この世には二種類の人間がいる。精神の渇きを満たそうとする人間と、そういうものとは無縁に物質的な幸福で満足できる人間。無教養で粗野に見えても、ベインズは前者で、スチュアートは後者だ。もちろん、エイダは前者で、その父親は後者だろう。ベインズのエイダに対する共感が彼女を癒す。同じ種類の魂が傷ついた魂を救うのだが、その始まりとなるのが浜辺のシーンである。ピアノを弾くエイダを、ある種の感動を覚えながら眺めるベインズ。その何気ない心の動きが最後に救うものの大きさを思うと、それは何よりも感動的だ。

しかし、同種の人間のふれあいは異質の人間を傷つける。自分がなぜ愛されないのか苦しむスチュアートの姿は切ない。彼の望んでいるものは単純な幸せなのだから、なおさらである。

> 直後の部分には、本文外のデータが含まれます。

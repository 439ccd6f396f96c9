//! [`WindowSystem`] implementation backed by an X11 connection.
//!
//! One [`X11Session`] wraps one `x11rb` connection to the display named by
//! `$DISPLAY` (or an explicit display string).  Every trait method is a
//! blocking round trip; nothing is cached.  The connection is closed when
//! the session is dropped.

use crate::clients::WindowHandle;
use crate::geometry::Frame;
use crate::property::{PropertyBuffer, PropertyError, PropertyType, MAX_PROPERTY_LEN};
use crate::traits::WindowSystem;
use log::{debug, info};
use x11rb::connection::Connection;
use x11rb::protocol::xproto::{
    Atom, AtomEnum, ClientMessageData, ClientMessageEvent, ConfigureWindowAux, ConnectionExt,
    EventMask, StackMode, Window, CLIENT_MESSAGE_EVENT,
};
use x11rb::rust_connection::RustConnection;

/// `_NET_ACTIVE_WINDOW` source indication for a normal application.
const SOURCE_APPLICATION: u32 = 1;

/// Errors that can occur when talking to the X server.
#[derive(Debug, thiserror::Error)]
#[error("X11 error: {0}")]
pub struct X11Error(String);

/// An open connection to an X display.
pub struct X11Session {
    conn: RustConnection,
    root: Window,
}

impl X11Session {
    /// Connect to `display`, or to `$DISPLAY` when `None`.
    pub fn connect(display: Option<&str>) -> Result<Self, X11Error> {
        let (conn, screen_num) = RustConnection::connect(display)
            .map_err(|e| X11Error(format!("cannot open display: {}", e)))?;
        let root = conn
            .setup()
            .roots
            .get(screen_num)
            .map(|screen| screen.root)
            .ok_or_else(|| X11Error(format!("no screen {}", screen_num)))?;
        info!("connected to X11, screen {}, root window 0x{:x}", screen_num, root);
        Ok(Self { conn, root })
    }

    fn atom(&self, name: &str) -> Result<Atom, X11Error> {
        let reply = self
            .conn
            .intern_atom(false, name.as_bytes())
            .map_err(|e| X11Error(format!("intern {}: {}", name, e)))?
            .reply()
            .map_err(|e| X11Error(format!("intern {}: {}", name, e)))?;
        Ok(reply.atom)
    }

    fn flush(&self) -> Result<(), X11Error> {
        self.conn
            .flush()
            .map_err(|e| X11Error(format!("flush: {}", e)))
    }
}

impl PropertyType {
    fn x11_atom(self) -> Atom {
        match self {
            PropertyType::Window => AtomEnum::WINDOW.into(),
            PropertyType::Cardinal => AtomEnum::CARDINAL.into(),
            PropertyType::Atom => AtomEnum::ATOM.into(),
        }
    }
}

impl WindowSystem for X11Session {
    type Error = X11Error;

    fn root(&self) -> WindowHandle {
        WindowHandle(self.root)
    }

    fn get_property(
        &self,
        window: WindowHandle,
        expected: PropertyType,
        name: &str,
    ) -> Result<PropertyBuffer, PropertyError> {
        let property = self.atom(name).map_err(|e| {
            debug!("{}", e);
            PropertyError::unavailable(name)
        })?;
        let reply = self
            .conn
            .get_property(
                false,
                window.0,
                property,
                expected.x11_atom(),
                0,
                MAX_PROPERTY_LEN / 4,
            )
            .map_err(|e| X11Error(e.to_string()))
            .and_then(|cookie| cookie.reply().map_err(|e| X11Error(e.to_string())))
            .map_err(|e| {
                debug!("get_property {} on {}: {}", name, window, e);
                PropertyError::unavailable(name)
            })?;

        if reply.type_ == u32::from(AtomEnum::NONE) {
            return Err(PropertyError::unavailable(name));
        }
        if reply.type_ != expected.x11_atom() {
            return Err(PropertyError::type_mismatch(name, expected));
        }

        if reply.format == 32 {
            let units: Vec<u32> = reply.value32().into_iter().flatten().collect();
            Ok(PropertyBuffer::from_words(&units))
        } else {
            Ok(PropertyBuffer::from_bytes(reply.format, reply.value))
        }
    }

    fn intern_atom(&self, name: &str) -> Result<u32, X11Error> {
        self.atom(name)
    }

    fn geometry(&self, window: WindowHandle) -> Result<Frame, X11Error> {
        let geom = self
            .conn
            .get_geometry(window.0)
            .map_err(|e| X11Error(format!("get_geometry {}: {}", window, e)))?
            .reply()
            .map_err(|e| X11Error(format!("get_geometry {}: {}", window, e)))?;
        Ok(Frame {
            x: i32::from(geom.x),
            y: i32::from(geom.y),
            width: u32::from(geom.width),
            height: u32::from(geom.height),
        })
    }

    fn translate_to_root(
        &self,
        window: WindowHandle,
        x: i32,
        y: i32,
    ) -> Result<(i32, i32), X11Error> {
        let src_x = i16::try_from(x).map_err(|_| X11Error(format!("x {} out of range", x)))?;
        let src_y = i16::try_from(y).map_err(|_| X11Error(format!("y {} out of range", y)))?;
        let reply = self
            .conn
            .translate_coordinates(window.0, self.root, src_x, src_y)
            .map_err(|e| X11Error(format!("translate_coordinates {}: {}", window, e)))?
            .reply()
            .map_err(|e| X11Error(format!("translate_coordinates {}: {}", window, e)))?;
        Ok((i32::from(reply.dst_x), i32::from(reply.dst_y)))
    }

    fn request_activation(&self, window: WindowHandle) -> Result<(), X11Error> {
        let event = ClientMessageEvent {
            response_type: CLIENT_MESSAGE_EVENT,
            format: 32,
            sequence: 0,
            window: window.0,
            type_: self.atom("_NET_ACTIVE_WINDOW")?,
            data: ClientMessageData::from([SOURCE_APPLICATION, x11rb::CURRENT_TIME, 0, 0, 0]),
        };
        self.conn
            .send_event(
                false,
                self.root,
                EventMask::SUBSTRUCTURE_REDIRECT | EventMask::SUBSTRUCTURE_NOTIFY,
                event,
            )
            .map_err(|e| X11Error(format!("send_event: {}", e)))?;
        self.flush()
    }

    fn map_raised(&self, window: WindowHandle) -> Result<(), X11Error> {
        self.conn
            .configure_window(window.0, &ConfigureWindowAux::new().stack_mode(StackMode::ABOVE))
            .map_err(|e| X11Error(format!("raise {}: {}", window, e)))?;
        self.conn
            .map_window(window.0)
            .map_err(|e| X11Error(format!("map {}: {}", window, e)))?;
        self.flush()
    }
}
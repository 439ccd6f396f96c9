//! Client enumeration and desktop filtering.
//!
//! The window manager publishes the managed windows on the root window.
//! [`client_list`] reads them, [`active_client`] reads the focused one, and
//! [`filter_clients`] narrows the list down to windows that are worth
//! navigating to: not the active window, not hidden from pagers, and on the
//! current desktop (or on all desktops).
//!
//! Filtering never reorders.  The window manager's order is the tie-break
//! key for [`select_closest`](crate::selector::select_closest).

use crate::property::{
    get_with_fallbacks, PropertyError, ACTIVE_WINDOW, CLIENT_LIST, CURRENT_DESKTOP, WINDOW_DESKTOP,
    WINDOW_STATE,
};
use crate::traits::WindowSystem;
use log::{debug, warn};
use std::collections::HashSet;
use std::fmt;

/// Identifier of a window, valid for the lifetime of one connection.
#[derive(Debug, Clone, Copy, PartialEq, Eq, Hash)]
pub struct WindowHandle(pub u32);

impl fmt::Display for WindowHandle {
    fn fmt(&self, f: &mut fmt::Formatter<'_>) -> fmt::Result {
        write!(f, "0x{:08x}", self.0)
    }
}

/// Windows in the order the window manager reported them.
///
/// Entries are unique.  Filtering consumes a list and produces a new one, so
/// a list is only ever held by one stage at a time.
#[derive(Debug, Clone, Default, PartialEq, Eq)]
pub struct ClientList(Vec<WindowHandle>);

impl ClientList {
    pub fn new(windows: impl IntoIterator<Item = WindowHandle>) -> Self {
        let mut seen = HashSet::new();
        Self(windows.into_iter().filter(|w| seen.insert(*w)).collect())
    }

    pub fn len(&self) -> usize {
        self.0.len()
    }

    pub fn is_empty(&self) -> bool {
        self.0.is_empty()
    }

    pub fn contains(&self, window: WindowHandle) -> bool {
        self.0.contains(&window)
    }

    pub fn iter(&self) -> impl Iterator<Item = WindowHandle> + '_ {
        self.0.iter().copied()
    }

    pub fn as_slice(&self) -> &[WindowHandle] {
        &self.0
    }
}

impl IntoIterator for ClientList {
    type Item = WindowHandle;
    type IntoIter = std::vec::IntoIter<WindowHandle>;

    fn into_iter(self) -> Self::IntoIter {
        self.0.into_iter()
    }
}

/// Which desktop a window lives on.
///
/// On the wire this is a CARDINAL where `0xFFFFFFFF` (`-1`) means "all
/// desktops".  It is decoded into this form as soon as it is read.
#[derive(Debug, Clone, Copy, PartialEq, Eq, Hash)]
pub enum DesktopIndex {
    /// Shown on every desktop.
    Sticky,
    Index(u32),
}

impl DesktopIndex {
    pub const STICKY_RAW: u32 = 0xFFFF_FFFF;

    pub fn from_raw(raw: u32) -> Self {
        if raw == Self::STICKY_RAW {
            DesktopIndex::Sticky
        } else {
            DesktopIndex::Index(raw)
        }
    }

    /// Whether a window on `self` is visible while `current` is shown.
    pub fn is_visible_on(self, current: DesktopIndex) -> bool {
        self == DesktopIndex::Sticky || self == current
    }
}

impl fmt::Display for DesktopIndex {
    fn fmt(&self, f: &mut fmt::Formatter<'_>) -> fmt::Result {
        match self {
            DesktopIndex::Sticky => write!(f, "sticky"),
            DesktopIndex::Index(n) => write!(f, "{}", n),
        }
    }
}

/// Read the list of managed windows from the root window.
///
/// Tries `_NET_CLIENT_LIST`, then `_WIN_CLIENT_LIST`.
pub fn client_list<W: WindowSystem + ?Sized>(ws: &W) -> Result<ClientList, PropertyError> {
    let buf = get_with_fallbacks(ws, ws.root(), CLIENT_LIST)?;
    let list = ClientList::new(buf.values32().map(WindowHandle));
    debug!("{} client(s) in client list", list.len());
    Ok(list)
}

/// Read the currently active window, or `None` if nothing has focus.
pub fn active_client<W: WindowSystem + ?Sized>(ws: &W) -> Option<WindowHandle> {
    let buf = match get_with_fallbacks(ws, ws.root(), ACTIVE_WINDOW) {
        Ok(buf) => buf,
        Err(e) => {
            debug!("no active client: {}", e);
            return None;
        }
    };
    // A window manager reports "no focus" as window 0.
    buf.first32().filter(|&id| id != 0).map(WindowHandle)
}

/// Read the desktop currently shown.
///
/// Tries `_NET_CURRENT_DESKTOP`, then `_WIN_WORKSPACE`.
pub fn current_desktop<W: WindowSystem + ?Sized>(ws: &W) -> Result<DesktopIndex, PropertyError> {
    let buf = get_with_fallbacks(ws, ws.root(), CURRENT_DESKTOP)?;
    let raw = buf
        .first32()
        .ok_or_else(|| PropertyError::unavailable(CURRENT_DESKTOP[0].name))?;
    Ok(DesktopIndex::from_raw(raw))
}

/// Read the desktop `window` is assigned to.
///
/// Tries `_NET_WM_DESKTOP`, then `_WIN_WORKSPACE`.
pub fn window_desktop<W: WindowSystem + ?Sized>(
    ws: &W,
    window: WindowHandle,
) -> Result<DesktopIndex, PropertyError> {
    let buf = get_with_fallbacks(ws, window, WINDOW_DESKTOP)?;
    let raw = buf
        .first32()
        .ok_or_else(|| PropertyError::unavailable(WINDOW_DESKTOP[0].name))?;
    Ok(DesktopIndex::from_raw(raw))
}

/// Whether `window`'s `_NET_WM_STATE` contains any atom in `flags`.
///
/// A window without a readable state list carries no flags.
pub fn has_any_state<W: WindowSystem + ?Sized>(
    ws: &W,
    window: WindowHandle,
    flags: &[u32],
) -> bool {
    if flags.is_empty() {
        return false;
    }
    match get_with_fallbacks(ws, window, WINDOW_STATE) {
        Ok(buf) => buf.values32().any(|atom| flags.contains(&atom)),
        Err(e) => {
            debug!("{}: {}", window, e);
            false
        }
    }
}

/// Keep the clients that focus may move to.
///
/// In list order, a client is dropped when it is `active`, when its state
/// contains one of `skip_flags`, or when its desktop cannot be read.  It is
/// kept when its desktop is sticky or equals the current desktop.
///
/// Fails only when the current desktop itself cannot be determined.
pub fn filter_clients<W: WindowSystem + ?Sized>(
    ws: &W,
    clients: ClientList,
    active: Option<WindowHandle>,
    skip_flags: &[u32],
) -> Result<ClientList, PropertyError> {
    let current = current_desktop(ws)?;
    debug!("current desktop is {}", current);

    let kept: Vec<WindowHandle> = clients
        .into_iter()
        .filter(|&w| Some(w) != active)
        .filter(|&w| {
            let skip = has_any_state(ws, w, skip_flags);
            if skip {
                debug!("{}: skipped by state", w);
            }
            !skip
        })
        .filter(|&w| match window_desktop(ws, w) {
            Ok(desktop) => desktop.is_visible_on(current),
            Err(e) => {
                warn!("{}: dropping window without desktop: {}", w, e);
                false
            }
        })
        .collect();

    Ok(ClientList(kept))
}

#[cfg(test)]
mod tests {
    use super::*;
    use crate::property::{PropertyType, STATE_SKIP_PAGER};
    use crate::testing::FakeDesktop;

    const A: WindowHandle = WindowHandle(0xa);
    const B: WindowHandle = WindowHandle(0xb);
    const C: WindowHandle = WindowHandle(0xc);
    const D: WindowHandle = WindowHandle(0xd);

    fn skip_flags(fake: &FakeDesktop) -> Vec<u32> {
        vec![fake.intern_atom(STATE_SKIP_PAGER).unwrap()]
    }

    #[test]
    fn sticky_sentinel_decodes() {
        assert_eq!(DesktopIndex::from_raw(0xFFFF_FFFF), DesktopIndex::Sticky);
        assert_eq!(DesktopIndex::from_raw(0), DesktopIndex::Index(0));
        assert_eq!(DesktopIndex::from_raw(3), DesktopIndex::Index(3));
    }

    #[test]
    fn visibility_rule() {
        let cur = DesktopIndex::Index(1);
        assert!(DesktopIndex::Sticky.is_visible_on(cur));
        assert!(DesktopIndex::Index(1).is_visible_on(cur));
        assert!(!DesktopIndex::Index(2).is_visible_on(cur));
    }

    #[test]
    fn client_list_dedups_and_keeps_order() {
        let list = ClientList::new([C, A, C, B, A]);
        assert_eq!(list.as_slice(), &[C, A, B]);
    }

    #[test]
    fn client_list_modern_name() {
        let mut fake = FakeDesktop::new();
        fake.set_root_property("_NET_CLIENT_LIST", PropertyType::Window, &[0xa, 0xb]);
        let list = client_list(&fake).unwrap();
        assert_eq!(list.as_slice(), &[A, B]);
    }

    #[test]
    fn client_list_legacy_name() {
        let mut fake = FakeDesktop::new();
        fake.set_root_property("_WIN_CLIENT_LIST", PropertyType::Cardinal, &[0xc]);
        let list = client_list(&fake).unwrap();
        assert_eq!(list.as_slice(), &[C]);
    }

    #[test]
    fn client_list_missing_fails() {
        let fake = FakeDesktop::new();
        assert!(client_list(&fake).is_err());
    }

    #[test]
    fn active_client_present_absent_and_zero() {
        let mut fake = FakeDesktop::new();
        assert_eq!(active_client(&fake), None);
        fake.set_root_property("_NET_ACTIVE_WINDOW", PropertyType::Window, &[0]);
        assert_eq!(active_client(&fake), None);
        fake.set_root_property("_NET_ACTIVE_WINDOW", PropertyType::Window, &[0xb]);
        assert_eq!(active_client(&fake), Some(B));
    }

    #[test]
    fn filter_drops_active_skipped_and_other_desktops() {
        let mut fake = FakeDesktop::new();
        fake.set_current_desktop(1);
        for w in [A, B, C, D] {
            fake.add_window(w, (0, 0), (10, 10));
        }
        fake.set_window_desktop(A, 1);
        fake.set_window_desktop(B, 1);
        fake.set_window_desktop(C, 0xFFFF_FFFF);
        fake.set_window_desktop(D, 2);
        fake.set_window_states(B, &[STATE_SKIP_PAGER]);

        let flags = skip_flags(&fake);
        let out = filter_clients(&fake, ClientList::new([A, B, C, D]), Some(A), &flags).unwrap();
        assert_eq!(out.as_slice(), &[C]);
    }

    #[test]
    fn filter_preserves_order() {
        let mut fake = FakeDesktop::new();
        fake.set_current_desktop(0);
        for w in [D, B, A, C] {
            fake.add_window(w, (0, 0), (10, 10));
            fake.set_window_desktop(w, 0);
        }
        let flags = skip_flags(&fake);
        let out = filter_clients(&fake, ClientList::new([D, B, A, C]), Some(B), &flags).unwrap();
        assert_eq!(out.as_slice(), &[D, A, C]);
    }

    #[test]
    fn filter_excludes_window_without_desktop() {
        let mut fake = FakeDesktop::new();
        fake.set_current_desktop(0);
        fake.add_window(A, (0, 0), (10, 10));
        fake.add_window(B, (0, 0), (10, 10));
        fake.set_window_desktop(B, 0);
        let flags = skip_flags(&fake);
        let out = filter_clients(&fake, ClientList::new([A, B]), None, &flags).unwrap();
        assert!(!out.contains(A));
        assert!(out.contains(B));
    }

    #[test]
    fn filter_uses_legacy_desktop_names() {
        let mut fake = FakeDesktop::new();
        fake.set_root_property("_WIN_WORKSPACE", PropertyType::Cardinal, &[3]);
        fake.add_window(A, (0, 0), (10, 10));
        fake.set_property(A, "_WIN_WORKSPACE", PropertyType::Cardinal, &[3]);
        let flags = skip_flags(&fake);
        let out = filter_clients(&fake, ClientList::new([A]), None, &flags).unwrap();
        assert_eq!(out.as_slice(), &[A]);
    }

    #[test]
    fn filter_fails_without_current_desktop() {
        let mut fake = FakeDesktop::new();
        fake.add_window(A, (0, 0), (10, 10));
        fake.set_window_desktop(A, 0);
        let err = filter_clients(&fake, ClientList::new([A]), None, &[]).unwrap_err();
        assert_eq!(err, PropertyError::unavailable("_WIN_WORKSPACE"));
    }

    #[test]
    fn skip_flag_found_anywhere_in_state() {
        let mut fake = FakeDesktop::new();
        fake.add_window(A, (0, 0), (10, 10));
        fake.add_window(B, (0, 0), (10, 10));
        fake.set_window_states(A, &["_NET_WM_STATE_ABOVE", STATE_SKIP_PAGER]);
        fake.set_window_states(B, &[STATE_SKIP_PAGER, "_NET_WM_STATE_ABOVE"]);
        let flags = skip_flags(&fake);
        assert!(has_any_state(&fake, A, &flags));
        assert!(has_any_state(&fake, B, &flags));
    }

    #[test]
    fn missing_state_means_no_flags() {
        let mut fake = FakeDesktop::new();
        fake.add_window(A, (0, 0), (10, 10));
        let flags = skip_flags(&fake);
        assert!(!has_any_state(&fake, A, &flags));
    }
}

スチュアートはそのナイーブさにおいて、ベインズはそのイノセンスにおいて、そしてエイダはその情熱への欲求において、みんな少しずつ子供のようだ。本作は、そんな彼らの成長の物語ととれないこともない。もちろん、フロラの成長も含めて。

そして、ラストの突然の出来事。事故なのか、故意なのか、とにかくエイダは一度死ぬ。死と再生−−人間を越えた大いなる存在からの許し。エイダは二度、救われる。ベインズによって、運命によって。

銀の指が鍵盤に触れるコツンという音。その奇妙な音の中に生きる歓びが響く。本当の自分を生きられることを、ついに獲得した歓び。だが、海の底に漂うもうひとりの自分がいる。その傷ついた自己への愛おしさが、その歓びの裏にある。甘美ではあるが暗いイメージを心の底に抱きながら、それでも現実を生きようと決意したエイダの姿。やはり、これは「魂の救済の物語」である。